Old Bailey welcomes the start of hairy crab season with an eight-course tasting menu ($988/person) dedicated to highlighting the best parts of the hearty little crustaceans. Revered for their addictively creamy roe and delicate, sweet flesh, the hairy-pawed crabs are at their fattest every autumn, with the harvest season starting in September/October for male crabs and November for females. This year’s harvest, however, hasn’t yielded well in the famed Yangcheng Lake of Jiangsu Province in China, so Old Bailey has opted to instead import the crabs from Hokkaido, Japan.
The menu, created by Yangzhou native chef Wong Kwan Man, will be on offer until December 2019 (or while supplies last).
Our meal started with a trio of appetisers:marinated egg in fermented rice wine, jellyfish and cucumber dressed in aged vinegar and fresh local bean curd sheets tossed in fragrant sesame oil.
Individual bamboo steamers of Ibérico pork xiao long bao infused with hairy crab roe arrived next. The umami-laced sweetness of the crab-roe soup paired well with the sweet vinegar that was served alongside.
A nourishing bowl of braised imperial bird’s nest with hairy crab roe, dotted with aged vinegar. Perfect for autumn days.

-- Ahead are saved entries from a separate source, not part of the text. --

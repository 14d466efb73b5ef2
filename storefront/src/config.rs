// storefront/src/config.rs

use crate::errors::{AppError, Result};
use dotenvy::dotenv;
use std::env;
use std::str::FromStr;
use std::time::Duration;

#[derive(Debug, Clone, Copy, PartialEq, Eq)]
pub enum MpesaEnv {
  Sandbox,
  Production,
}

impl MpesaEnv {
  pub fn base_url(self) -> &'static str {
    match self {
      MpesaEnv::Sandbox => "https://sandbox.safaricom.co.ke",
      MpesaEnv::Production => "https://api.safaricom.co.ke",
    }
  }
}

#[derive(Debug, Clone, Copy, PartialEq, Eq)]
pub enum LogFormat {
  Pretty,
  Json,
}

impl LogFormat {
  /// Read on its own so tracing can be set up before the rest of the config loads.
  pub fn from_env() -> Self {
    match env::var("LOG_FORMAT").unwrap_or_default().to_ascii_lowercase().as_str() {
      "json" => LogFormat::Json,
      _ => LogFormat::Pretty,
    }
  }
}

#[derive(Clone)]
pub struct MpesaConfig {
  pub env: MpesaEnv,
  pub consumer_key: String,
  pub consumer_secret: String,
  pub passkey: String,
  pub shortcode: String,
  pub callback_url: String,
}

// Secrets stay out of Debug output.
impl std::fmt::Debug for MpesaConfig {
  fn fmt(&self, f: &mut std::fmt::Formatter<'_>) -> std::fmt::Result {
    f.debug_struct("MpesaConfig")
      .field("env", &self.env)
      .field("shortcode", &self.shortcode)
      .field("callback_url", &self.callback_url)
      .finish_non_exhaustive()
  }
}

#[derive(Clone)]
pub struct TelegramConfig {
  pub bot_token: String,
  pub admin_chat_id: i64,
  pub webhook_url: String,
}

impl std::fmt::Debug for TelegramConfig {
  fn fmt(&self, f: &mut std::fmt::Formatter<'_>) -> std::fmt::Result {
    f.debug_struct("TelegramConfig")
      .field("admin_chat_id", &self.admin_chat_id)
      .field("webhook_url", &self.webhook_url)
      .finish_non_exhaustive()
  }
}

#[derive(Debug, Clone, Copy)]
pub struct RateLimitConfig {
  pub per_phone: u32,
  pub global: u32,
  pub window: Duration,
}

impl Default for RateLimitConfig {
  fn default() -> Self {
    Self {
      per_phone: 3,
      global: 100,
      window: Duration::from_secs(60),
    }
  }
}

#[derive(Clone)]
pub struct AppConfig {
  pub server_host: String,
  pub server_port: u16,
  pub database_url: String,
  pub database_max_connections: u32,
  pub run_migrations: bool,
  pub public_base_url: String,
  pub jwt_secret: String,
  pub http_client_timeout: Duration,
  pub mpesa: MpesaConfig,
  /// `None` when the bot token or the admin chat id is missing.
  pub telegram: Option<TelegramConfig>,
  pub rate_limit: RateLimitConfig,
  pub log_format: LogFormat,
}

impl std::fmt::Debug for AppConfig {
  fn fmt(&self, f: &mut std::fmt::Formatter<'_>) -> std::fmt::Result {
    f.debug_struct("AppConfig")
      .field("server_host", &self.server_host)
      .field("server_port", &self.server_port)
      .field("database_max_connections", &self.database_max_connections)
      .field("run_migrations", &self.run_migrations)
      .field("public_base_url", &self.public_base_url)
      .field("mpesa", &self.mpesa)
      .field("telegram", &self.telegram)
      .field("rate_limit", &self.rate_limit)
      .field("log_format", &self.log_format)
      .finish_non_exhaustive()
  }
}

fn get_env(var_name: &str) -> Result<String> {
  env::var(var_name).map_err(|e| AppError::Config(format!("Missing environment variable '{}': {}", var_name, e)))
}

fn get_parsed<T>(var_name: &str, default: T) -> Result<T>
where
  T: FromStr,
  T::Err: std::fmt::Display,
{
  match env::var(var_name) {
    Ok(raw) if !raw.trim().is_empty() => raw
      .trim()
      .parse::<T>()
      .map_err(|e| AppError::Config(format!("Invalid {}: {}", var_name, e))),
    _ => Ok(default),
  }
}

impl AppConfig {
  pub fn from_env() -> Result<Self> {
    dotenv().ok();

    let server_host = get_env("SERVER_HOST").unwrap_or_else(|_| "127.0.0.1".to_string());
    let server_port = get_parsed::<u16>("SERVER_PORT", 8080)?;
    let database_url = get_env("DATABASE_URL")?;
    let database_max_connections = get_parsed::<u32>("DATABASE_MAX_CONNECTIONS", 10)?;
    let run_migrations = get_parsed::<bool>("RUN_MIGRATIONS", false)?;
    let public_base_url = get_env("PUBLIC_BASE_URL")
      .unwrap_or_else(|_| format!("http://{}:{}", server_host, server_port))
      .trim_end_matches('/')
      .to_string();
    let jwt_secret = get_env("SUPABASE_JWT_SECRET")?;
    let http_client_timeout = Duration::from_secs(get_parsed::<u64>("HTTP_CLIENT_TIMEOUT_SECS", 30)?);

    let mpesa_env = match get_env("MPESA_ENV").unwrap_or_default().to_ascii_lowercase().as_str() {
      "" | "sandbox" => MpesaEnv::Sandbox,
      "production" => MpesaEnv::Production,
      other => return Err(AppError::Config(format!("Invalid MPESA_ENV: {}", other))),
    };
    let mpesa = MpesaConfig {
      env: mpesa_env,
      consumer_key: get_env("MPESA_CONSUMER_KEY")?,
      consumer_secret: get_env("MPESA_CONSUMER_SECRET")?,
      passkey: get_env("MPESA_PASSKEY")?,
      shortcode: get_env("MPESA_SHORTCODE").unwrap_or_else(|_| "174379".to_string()),
      callback_url: get_env("MPESA_CALLBACK_URL")
        .unwrap_or_else(|_| format!("{}/api/v1/payments/mpesa/callback", public_base_url)),
    };

    let telegram = match (get_env("TELEGRAM_BOT_TOKEN"), get_env("TELEGRAM_ADMIN_CHAT_ID")) {
      (Ok(bot_token), Ok(admin_chat_id)) => Some(TelegramConfig {
        bot_token,
        admin_chat_id: admin_chat_id
          .trim()
          .parse::<i64>()
          .map_err(|e| AppError::Config(format!("Invalid TELEGRAM_ADMIN_CHAT_ID: {}", e)))?,
        webhook_url: get_env("TELEGRAM_WEBHOOK_URL")
          .unwrap_or_else(|_| format!("{}/api/v1/telegram/webhook", public_base_url)),
      }),
      _ => {
        tracing::warn!("Telegram bot token or admin chat id missing; support bridge disabled.");
        None
      }
    };

    let defaults = RateLimitConfig::default();
    let rate_limit = RateLimitConfig {
      per_phone: get_parsed("RATE_LIMIT_PER_PHONE", defaults.per_phone)?,
      global: get_parsed("RATE_LIMIT_GLOBAL", defaults.global)?,
      window: Duration::from_secs(get_parsed("RATE_LIMIT_WINDOW_SECS", defaults.window.as_secs())?),
    };
    if rate_limit.window.is_zero() {
      return Err(AppError::Config("RATE_LIMIT_WINDOW_SECS must be positive".to_string()));
    }

    let log_format = LogFormat::from_env();

    tracing::info!("Application configuration loaded successfully.");

    Ok(Self {
      server_host,
      server_port,
      database_url,
      database_max_connections,
      run_migrations,
      public_base_url,
      jwt_secret,
      http_client_timeout,
      mpesa,
      telegram,
      rate_limit,
      log_format,
    })
  }
}
// storefront/src/web/handlers/health_handlers.rs

use actix_web::{web, HttpResponse};
use serde_json::json;

use crate::state::AppState;

pub async fn health_handler(app_state: web::Data<AppState>) -> HttpResponse {
  HttpResponse::Ok().json(json!({
    "status": "ok",
    "telegram": app_state.telegram().is_ok(),
    "flows": app_state.flows.len(),
  }))
}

A hairy crab feast isn’t complete without fresh steamed crab, and the tasting menu comes with a 210-gram crab. Upgrade with an additional 210-gram crab at $350 or a 265-gram crab at $650. The little critters take some patience to eat, but the creamy roe is well worth the hassle.
Old Bailey’s signature double-boiled lion’s head with pillow-soft hand-chopped pork is given a luxurious bath of hairy crab-roe broth. The consistency of the meatball was delicately light, with an almost souffle-like texture.

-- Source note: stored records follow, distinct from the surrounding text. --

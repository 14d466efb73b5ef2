// storefront/src/validation.rs

//! Input rules shared by the checkout form, the STK-push endpoint and the
//! admin tools. Every check fails with `AppError::Validation` carrying the
//! message the caller sees.

use crate::errors::{AppError, Result};
use regex::Regex;
use std::sync::LazyLock;
use uuid::Uuid;

static CHECKOUT_PHONE: LazyLock<Regex> = LazyLock::new(|| Regex::new(r"^(?:\+?254|0)?[17]\d{8}$").unwrap());
static MPESA_PHONE: LazyLock<Regex> = LazyLock::new(|| Regex::new(r"^254[17]\d{8}$").unwrap());
static HYPHENATED_UUID: LazyLock<Regex> = LazyLock::new(|| {
  Regex::new(r"(?i)^[0-9a-f]{8}-[0-9a-f]{4}-[0-9a-f]{4}-[0-9a-f]{4}-[0-9a-f]{12}$").unwrap()
});
static NAME: LazyLock<Regex> = LazyLock::new(|| Regex::new(r"^[a-zA-Z\s'-]+$").unwrap());
static EMAIL: LazyLock<Regex> = LazyLock::new(|| Regex::new(r"^[^\s@]+@[^\s@]+\.[^\s@]+$").unwrap());
static NON_DIGIT: LazyLock<Regex> = LazyLock::new(|| Regex::new(r"\D").unwrap());
static NOT_REFERENCE: LazyLock<Regex> = LazyLock::new(|| Regex::new(r"[^a-zA-Z0-9-]").unwrap());
static NOT_DESCRIPTION: LazyLock<Regex> = LazyLock::new(|| Regex::new(r"[^a-zA-Z0-9\s-]").unwrap());
static SEARCH_STRIP: LazyLock<Regex> = LazyLock::new(|| Regex::new(r#"[<>'"]"#).unwrap());

pub const MAX_STK_AMOUNT: i64 = 150_000;
pub const MAX_SUPPORT_MESSAGE_CHARS: usize = 2000;
const ACCOUNT_REFERENCE_MAX: usize = 12;
const TRANSACTION_DESC_MAX: usize = 13;

fn invalid(msg: &str) -> AppError {
  AppError::Validation(msg.to_string())
}

/// Rewrites a local or international Kenyan number into `2547XXXXXXXX` form.
pub fn normalize_phone(raw: &str) -> String {
  let digits = NON_DIGIT.replace_all(raw, "");
  if let Some(rest) = digits.strip_prefix('0') {
    format!("254{}", rest)
  } else if digits.starts_with("254") {
    digits.into_owned()
  } else {
    format!("254{}", digits)
  }
}

/// Phone as typed into the checkout or order-lookup form; returns it normalised.
pub fn checkout_phone(raw: &str) -> Result<String> {
  let phone = raw.trim();
  if phone.is_empty() {
    return Err(invalid("Phone number is required"));
  }
  if phone.chars().count() > 15 {
    return Err(invalid("Phone number is too long"));
  }
  // Buyers type spaced or hyphenated groups; only the digits are checked.
  let compact: String = phone.chars().filter(|c| !c.is_whitespace() && *c != '-').collect();
  if !CHECKOUT_PHONE.is_match(&compact) {
    return Err(invalid("Invalid Kenyan phone number format"));
  }
  Ok(normalize_phone(&compact))
}

/// Phone as the payment provider expects it: exactly `254` + 9 digits starting 1 or 7.
pub fn mpesa_phone(phone: &str) -> Result<()> {
  if MPESA_PHONE.is_match(phone) {
    Ok(())
  } else {
    Err(invalid("Invalid phone number format"))
  }
}

/// Whole-shilling amount in `1..=150000`. Fractional or non-numeric JSON values are rejected.
pub fn stk_amount(value: &serde_json::Value) -> Result<i32> {
  let whole = match value {
    serde_json::Value::Number(n) => n
      .as_i64()
      .or_else(|| n.as_f64().filter(|f| f.fract() == 0.0 && f.abs() < i64::MAX as f64).map(|f| f as i64)),
    _ => None,
  };
  match whole {
    Some(a) if (1..=MAX_STK_AMOUNT).contains(&a) => Ok(a as i32),
    _ => Err(invalid("Invalid amount")),
  }
}

/// Hyphenated UUID in any letter case.
pub fn order_reference(raw: &str) -> Result<Uuid> {
  if !HYPHENATED_UUID.is_match(raw) {
    return Err(invalid("Invalid order reference"));
  }
  Uuid::parse_str(raw).map_err(|_| invalid("Invalid order reference"))
}

pub fn customer_name(raw: &str) -> Result<String> {
  let name = raw.trim();
  let len = name.chars().count();
  if len < 2 {
    return Err(invalid("Name must be at least 2 characters"));
  }
  if len > 100 {
    return Err(invalid("Name must be less than 100 characters"));
  }
  if !NAME.is_match(name) {
    return Err(invalid("Name can only contain letters, spaces, hyphens, and apostrophes"));
  }
  Ok(name.to_string())
}

/// Blank means "not given".
pub fn optional_email(raw: Option<&str>) -> Result<Option<String>> {
  let email = match raw.map(str::trim) {
    None | Some("") => return Ok(None),
    Some(e) => e,
  };
  if email.chars().count() > 255 {
    return Err(invalid("Email must be less than 255 characters"));
  }
  if !EMAIL.is_match(email) {
    return Err(invalid("Invalid email address"));
  }
  Ok(Some(email.to_lowercase()))
}

pub fn search_query(raw: &str) -> Result<String> {
  let query = raw.trim();
  if query.chars().count() > 100 {
    return Err(invalid("Search query is too long"));
  }
  Ok(SEARCH_STRIP.replace_all(query, "").into_owned())
}

pub fn account_reference(raw: &str) -> String {
  NOT_REFERENCE.replace_all(raw, "").chars().take(ACCOUNT_REFERENCE_MAX).collect()
}

pub fn transaction_desc(raw: Option<&str>) -> String {
  let source = raw.filter(|d| !d.is_empty()).unwrap_or("Payment");
  NOT_DESCRIPTION.replace_all(source, "").chars().take(TRANSACTION_DESC_MAX).collect()
}

pub fn support_message(raw: &str) -> Result<String> {
  let message = raw.trim();
  if message.is_empty() {
    return Err(invalid("Message is required"));
  }
  if message.chars().count() > MAX_SUPPORT_MESSAGE_CHARS {
    return Err(invalid("Message must be less than 2000 characters"));
  }
  Ok(message.to_string())
}

/// Trimmed and upper-cased, as printed on M-Pesa confirmation SMSes.
pub fn receipt_number(raw: &str) -> Result<String> {
  let receipt = raw.trim().to_uppercase();
  if receipt.is_empty() {
    return Err(invalid("Receipt number is required"));
  }
  Ok(receipt)
}

pub fn total_stock(value: i32) -> Result<i32> {
  if value < 0 {
    return Err(invalid("Total stock cannot be negative"));
  }
  Ok(value)
}

/// `254712***` for logs.
pub fn mask_phone(phone: &str) -> String {
  let visible: String = phone.chars().take(6).collect();
  format!("{}***", visible)
}

#[cfg(test)]
mod tests {
  use super::*;
  use serde_json::json;

  #[test]
  fn normalize_handles_local_and_international_forms() {
    assert_eq!(normalize_phone("0712345678"), "254712345678");
    assert_eq!(normalize_phone("+254 712 345 678"), "254712345678");
    assert_eq!(normalize_phone("712345678"), "254712345678");
    assert_eq!(normalize_phone("254112345678"), "254112345678");
  }

  #[test]
  fn checkout_phone_accepts_form_variants() {
    assert_eq!(checkout_phone(" 0712345678 ").unwrap(), "254712345678");
    assert_eq!(checkout_phone("+254112345678").unwrap(), "254112345678");
    assert_eq!(checkout_phone("0712 345 678").unwrap(), "254712345678");
    assert_eq!(checkout_phone("0712-345-678").unwrap(), "254712345678");
    assert!(checkout_phone("0712 345 67a").is_err());
    assert!(checkout_phone("0812345678").is_err());
    assert!(checkout_phone("").is_err());
    assert!(checkout_phone("07123456789999999").is_err());
  }

  #[test]
  fn mpesa_phone_requires_exact_format() {
    assert!(mpesa_phone("254712345678").is_ok());
    assert!(mpesa_phone("254112345678").is_ok());
    assert!(mpesa_phone("0712345678").is_err());
    assert!(mpesa_phone("254812345678").is_err());
    assert!(mpesa_phone("2547123456789").is_err());
    assert!(mpesa_phone("+254712345678").is_err());
  }

  #[test]
  fn amount_bounds_and_integrality() {
    assert_eq!(stk_amount(&json!(1)).unwrap(), 1);
    assert_eq!(stk_amount(&json!(150000)).unwrap(), 150000);
    assert_eq!(stk_amount(&json!(100.0)).unwrap(), 100);
    assert!(stk_amount(&json!(0)).is_err());
    assert!(stk_amount(&json!(150001)).is_err());
    assert!(stk_amount(&json!(10.5)).is_err());
    assert!(stk_amount(&json!("100")).is_err());
  }

  #[test]
  fn order_reference_is_case_insensitive() {
    let id = "3F2504E0-4F89-11D3-9A0C-0305E82C3301";
    assert_eq!(order_reference(id).unwrap().to_string(), id.to_lowercase());
    assert!(order_reference("3f2504e04f8911d39a0c0305e82c3301").is_err());
    assert!(order_reference("not-a-uuid").is_err());
  }

  #[test]
  fn sanitisers_strip_and_truncate() {
    assert_eq!(account_reference("RWM-ab12cd34!!extra"), "RWM-ab12cd34");
    assert_eq!(transaction_desc(None), "Payment");
    assert_eq!(transaction_desc(Some("")), "Payment");
    assert_eq!(transaction_desc(Some("Payment for Data <Entry>")), "Payment for D");
  }

  #[test]
  fn name_and_email_rules() {
    assert_eq!(customer_name("  Wanjiku O'Neil-Kamau ").unwrap(), "Wanjiku O'Neil-Kamau");
    assert!(customer_name("J").is_err());
    assert!(customer_name("R2D2").is_err());
    assert_eq!(optional_email(Some("  Jane@Example.COM ")).unwrap().as_deref(), Some("jane@example.com"));
    assert_eq!(optional_email(Some("   ")).unwrap(), None);
    assert!(optional_email(Some("jane@")).is_err());
  }

  #[test]
  fn search_is_trimmed_and_stripped() {
    assert_eq!(search_query("  <b>writer's</b> ").unwrap(), "bwriters/b");
    assert!(search_query(&"x".repeat(101)).is_err());
  }

  #[test]
  fn receipt_and_masking() {
    assert_eq!(receipt_number("  qk12abc ").unwrap(), "QK12ABC");
    assert!(receipt_number("   ").is_err());
    assert_eq!(mask_phone("254712345678"), "254712***");
  }
}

To cleanse the palate, local organic seasonal greens.
The menu offers a choice between wok-fried hairy crab roe over hand-pulled noodles or fried rice.

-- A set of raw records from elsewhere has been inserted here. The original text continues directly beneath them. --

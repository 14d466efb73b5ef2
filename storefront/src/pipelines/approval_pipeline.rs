// storefront/src/pipelines/approval_pipeline.rs

//! Manual reconciliation by an operator. Approval settles the order through
//! the same conditional `complete_order` the callback uses, so whichever path
//! gets there first fulfils the order and the other is refused.

use crate::errors::{AppError, Result};
use crate::models::order::{short_id, OrderTarget};
use crate::pipelines::contexts::{ApprovalCtx, ApprovalDecision};
use hatua::{Control, Flow, FlowCtx, FlowRegistry, StepSpec};
use tracing::{info, instrument};

pub fn register_approval_flow(registry: &FlowRegistry<AppError>) {
  let mut flow = Flow::<ApprovalCtx, AppError>::new(
    "transaction_approval",
    vec![
      StepSpec::required("load_order"),
      StepSpec::required("approve").skip_if(|c: &ApprovalCtx| !c.is_approval()),
      StepSpec::required("reject").skip_if(|c: &ApprovalCtx| c.is_approval()),
    ],
  );
  flow.on("load_order", load_order);
  flow.on("approve", approve);
  flow.on("reject", reject);
  registry.register(flow);
}

fn already_settled(order_id: &uuid::Uuid) -> AppError {
  AppError::Conflict(format!("Order {} is already settled", short_id(order_id)))
}

#[instrument(name = "approval::load_order", skip(ctx), err)]
async fn load_order(ctx: FlowCtx<ApprovalCtx>) -> Result<Control> {
  let (store, order_id) = ctx.snapshot(|c| (c.app_state.store.clone(), c.order_id));
  let order = store
    .get_order(order_id)
    .await?
    .ok_or_else(|| AppError::NotFound("Order not found".to_string()))?;
  if order.payment_status.is_terminal() {
    return Err(already_settled(&order_id));
  }
  Ok(Control::Next)
}

#[instrument(name = "approval::approve", skip(ctx), err)]
async fn approve(ctx: FlowCtx<ApprovalCtx>) -> Result<Control> {
  let (store, order_id, admin_id, decision) =
    ctx.snapshot(|c| (c.app_state.store.clone(), c.order_id, c.admin_id, c.decision.clone()));
  let ApprovalDecision::Approve { receipt_number } = decision else {
    return Ok(Control::Next);
  };

  // Another path may have settled the order since load_order.
  let fulfilment = store
    .complete_order(&OrderTarget::Id(order_id), Some(&receipt_number))
    .await?
    .ok_or_else(|| already_settled(&order_id))?;
  info!(
    order = %short_id(&order_id),
    %admin_id,
    purchase_created = fulfilment.purchase_id.is_some(),
    "Transaction approved."
  );
  ctx.update(|c| c.fulfilment = Some(fulfilment));
  Ok(Control::Next)
}

#[instrument(name = "approval::reject", skip(ctx), err)]
async fn reject(ctx: FlowCtx<ApprovalCtx>) -> Result<Control> {
  let (store, order_id, admin_id) = ctx.snapshot(|c| (c.app_state.store.clone(), c.order_id, c.admin_id));
  let order = store
    .fail_order(&OrderTarget::Id(order_id))
    .await?
    .ok_or_else(|| already_settled(&order_id))?;
  info!(order = %short_id(&order_id), %admin_id, "Transaction rejected.");
  ctx.update(|c| c.rejected = Some(order));
  Ok(Control::Next)
}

We preferred the version over fried rice as the egg in the rice added more flavour to the dish.
Traditionally, crabs are considered “cold” food, so drinking “hot” Chinese wine or gingery soups and teas help to balance the body. Our tasting menu was capped off with zingy sweet ginger soup with house-made glutinous rice dumplings.
Old Bailey offers a comprehensive way to enjoy the seasonal delicacy of hairy crab in various forms within Jiangnan cuisine. This is a treat for anyone who is mad about hairy crab! Just remember to drink the ginger soup and tea offered during the meal or else you might be shivering from all the “cold” crab.
2/F, JC Contemporary, Tai Kwun, 10 Hollywood Road, Central, 2877 8711, book online
This write-up is based on a complimentary media tasting provided in exchange for an honest review and no monetary compensation. The opinions expressed here represent the author’s.